As measured by ELISA, targeting hGH to the chloroplast with construct pICH14081 led to the expression of 0.075%−0.1% TSP. In the case of pICH14071, the expression was higher, but the amount of hGH processed to the expected size was very low.

The native signal of hGH is accurately processed in N. benthamiana

hGH protein targeted to the apoplast using vector pICH11731 was purified by anion exchange chromatography and sequenced by automatic Edman degradation (see Figure 3B and ‘Experimental procedures’). The first five N-terminal amino acid residues were determined as Phe-Pro-Thr-Ile-Pro, which is identical to the native mature hGH protein. No sign of incorrect cleavage could be detected with this analysis.

hGH targeted to the chloroplast using provector pICH14081 was also processed, but in addition to a protein of the exact size (M for mature protein), a smaller band was also present (S), as well as a larger band of the size of the unprocessed protein (U; Figure 2). The ratio of correctly processed hGH was approximately 75% and varied slightly in different samples. To determine whether cleavage of the chloroplast signal peptide led to an N-terminus identical to the native mature protein, we attempted to purify the 22-kDa protein fraction produced with pICH14081, but were unsuccessful as a result of the small amount of hGH present in the tissue. Targeting to the chloroplast using provector pICH14071 led to a higher hGH concentration than with pICH14081, but most of the protein was not processed to the correct size.

hGH expressed with viral vectors is bioactive

Bioactivity of the growth hormone produced in the apoplast and the chloroplast was tested using an Nb2-11 cell bioactivity assay.
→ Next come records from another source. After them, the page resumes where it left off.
//! `NodeFilter`: the filter shape recognized by every Storage query method.

use crate::model::{Node, NodeStatus, Provider, ResourceType};
use std::collections::HashMap;

/// Filter options recognized by `Storage::query_nodes` and every analysis
/// entry point that accepts an optional filter (§4.1).
#[derive(Debug, Clone, Default)]
pub struct NodeFilter {
    pub provider: Option<Provider>,
    pub account: Option<String>,
    pub region: Option<String>,
    pub resource_type: Option<ResourceType>,
    pub status: Option<StatusFilter>,
    /// AND over key=value pairs: every pair must be present in `Node::tags`.
    pub tags: HashMap<String, String>,
    pub name_contains: Option<String>,
}

/// A single status or a set of acceptable statuses.
#[derive(Debug, Clone)]
pub enum StatusFilter {
    One(NodeStatus),
    Set(Vec<NodeStatus>),
}

impl StatusFilter {
    fn matches(&self, status: NodeStatus) -> bool {
        match self {
            Self::One(s) => *s == status,
            Self::Set(set) => set.contains(&status),
        }
    }
}

impl NodeFilter {
    #[must_use]
    pub fn new() -> Self {
        Self::default()
    }

    #[must_use]
    pub fn provider(mut self, provider: Provider) -> Self {
        self.provider = Some(provider);
        self
    }

    #[must_use]
    pub fn account(mut self, account: impl Into<String>) -> Self {
        self.account = Some(account.into());
        self
    }

    #[must_use]
    pub fn region(mut self, region: impl Into<String>) -> Self {
        self.region = Some(region.into());
        self
    }

    #[must_use]
    pub fn resource_type(mut self, resource_type: ResourceType) -> Self {
        self.resource_type = Some(resource_type);
        self
    }

    #[must_use]
    pub fn status(mut self, status: NodeStatus) -> Self {
        self.status = Some(StatusFilter::One(status));
        self
    }

    #[must_use]
    pub fn status_in(mut self, statuses: Vec<NodeStatus>) -> Self {
        self.status = Some(StatusFilter::Set(statuses));
        self
    }

    #[must_use]
    pub fn tag(mut self, key: impl Into<String>, value: impl Into<String>) -> Self {
        self.tags.insert(key.into(), value.into());
        self
    }

    #[must_use]
    pub fn name_contains(mut self, needle: impl Into<String>) -> Self {
        self.name_contains = Some(needle.into());
        self
    }

    /// Returns true if `node` satisfies every set criterion.
    #[must_use]
    pub fn matches(&self, node: &Node) -> bool {
        if let Some(provider) = self.provider {
            if node.provider != provider {
                return false;
            }
        }
        if let Some(account) = &self.account {
            if &node.account != account {
                return false;
            }
        }
        if let Some(region) = &self.region {
            if &node.region != region {
                return false;
            }
        }
        if let Some(resource_type) = self.resource_type {
            if node.resource_type != resource_type {
                return false;
            }
        }
        if let Some(status_filter) = &self.status {
            if !status_filter.matches(node.status) {
                return false;
            }
        }
        for (key, value) in &self.tags {
            match node.tags.get(key) {
                Some(v) if v == value => {}
                _ => return false,
            }
        }
        if let Some(needle) = &self.name_contains {
            if !node.name.contains(needle.as_str()) {
                return false;
            }
        }
        true
    }
}

#[cfg(test)]
mod tests {
    use super::*;
    use crate::model::{Provider, ResourceType};
    use chrono::Utc;
    use std::collections::HashMap;

    fn node(provider: Provider, status: NodeStatus, tags: &[(&str, &str)]) -> Node {
        let now = Utc::now();
        Node {
            id: "id".into(),
            provider,
            resource_type: ResourceType::Compute,
            native_id: "n".into(),
            name: "web-1".into(),
            region: "us-east-1".into(),
            account: "acct".into(),
            owner: None,
            created_at: None,
            status,
            tags: tags.iter().map(|(k, v)| (k.to_string(), v.to_string())).collect(),
            metadata: HashMap::new(),
            cost_monthly: None,
            discovered_at: now,
            updated_at: now,
            last_seen_at: now,
        }
    }

    #[test]
    fn tag_filter_requires_all_pairs() {
        let n = node(Provider::Aws, NodeStatus::Running, &[("env", "prod"), ("team", "core")]);
        let filter = NodeFilter::new().tag("env", "prod").tag("team", "core");
        assert!(filter.matches(&n));

        let filter = NodeFilter::new().tag("env", "staging");
        assert!(!filter.matches(&n));
    }

    #[test]
    fn status_in_matches_any_of_set() {
        let n = node(Provider::Aws, NodeStatus::Stopped, &[]);
        let filter = NodeFilter::new().status_in(vec![NodeStatus::Running, NodeStatus::Stopped]);
        assert!(filter.matches(&n));

        let filter = NodeFilter::new().status_in(vec![NodeStatus::Running]);
        assert!(!filter.matches(&n));
    }
}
This assay uses quiescent Nb2-11 lymphoma cancer cells that are unable to proliferate unless growth hormones are provided (see ‘Experimental procedures’).

hGH protein accumulated in the apoplast (pICH11731) or in the chloroplast (pICH14081) induced proliferation of the Nb2-11 cells (Figure 4A). The effect increased proportionally to the concentration of added growth hormone until saturation was reached (Figure 4B). The same effects were achieved by spiking crude extracts of untreated N. benthamiana plants with purified protein (data not shown), or by adding crude extracts from tissue expressing hGH. As a negative control, extracts from N. benthamiana plants infiltrated with vectors expressing green fluorescent protein (GFP) (pICH7410; Marillonnet et al., 2004) or from plants that were not treated at all did not induce proliferation of Nb2-11 cells. Therefore, it can be concluded that no endogenous molecules from the plant or the cell extracts were capable of stimulating or inhibiting the proliferation rate of Nb2-11 cells.

Figure 4.

Bioactivity analyses of recombinant human growth hormone (hGH). (A) Stimulation of Nb2-11 cells: 1, starting cell culture; 2, cell culture incubated for 72 h without any treatment; 3, 4, cell cultures incubated for 72 h after addition of crude protein extracts prepared from leaves infiltrated with pICH11731 (3) or pICH14081 (4) (both extracts contained approximately 20 ng hGH); 5, cell cultures spiked with 20 ng hGH purified from Nicotiana benthamiana leaf tissue (see Figure 3B); 6, addition of a crude extract from leaves infiltrated with viral provectors expressing green fluorescent protein (GFP) instead of hGH (construct pICH7410; Marillonnet et al., 2004); 7, addition of a crude extract from an untreated N. benthamiana plant. (B) Positive growth response of Nb2-11 cells after addition of increasing concentrations of crude extract into the cell medium. Extracts were prepared from tissue transfected with pICH10570, pICH10881 and either pICH11731 (▴) or pICH14081 (□). Control plants were infected with a comparable vector expressing GFP (○).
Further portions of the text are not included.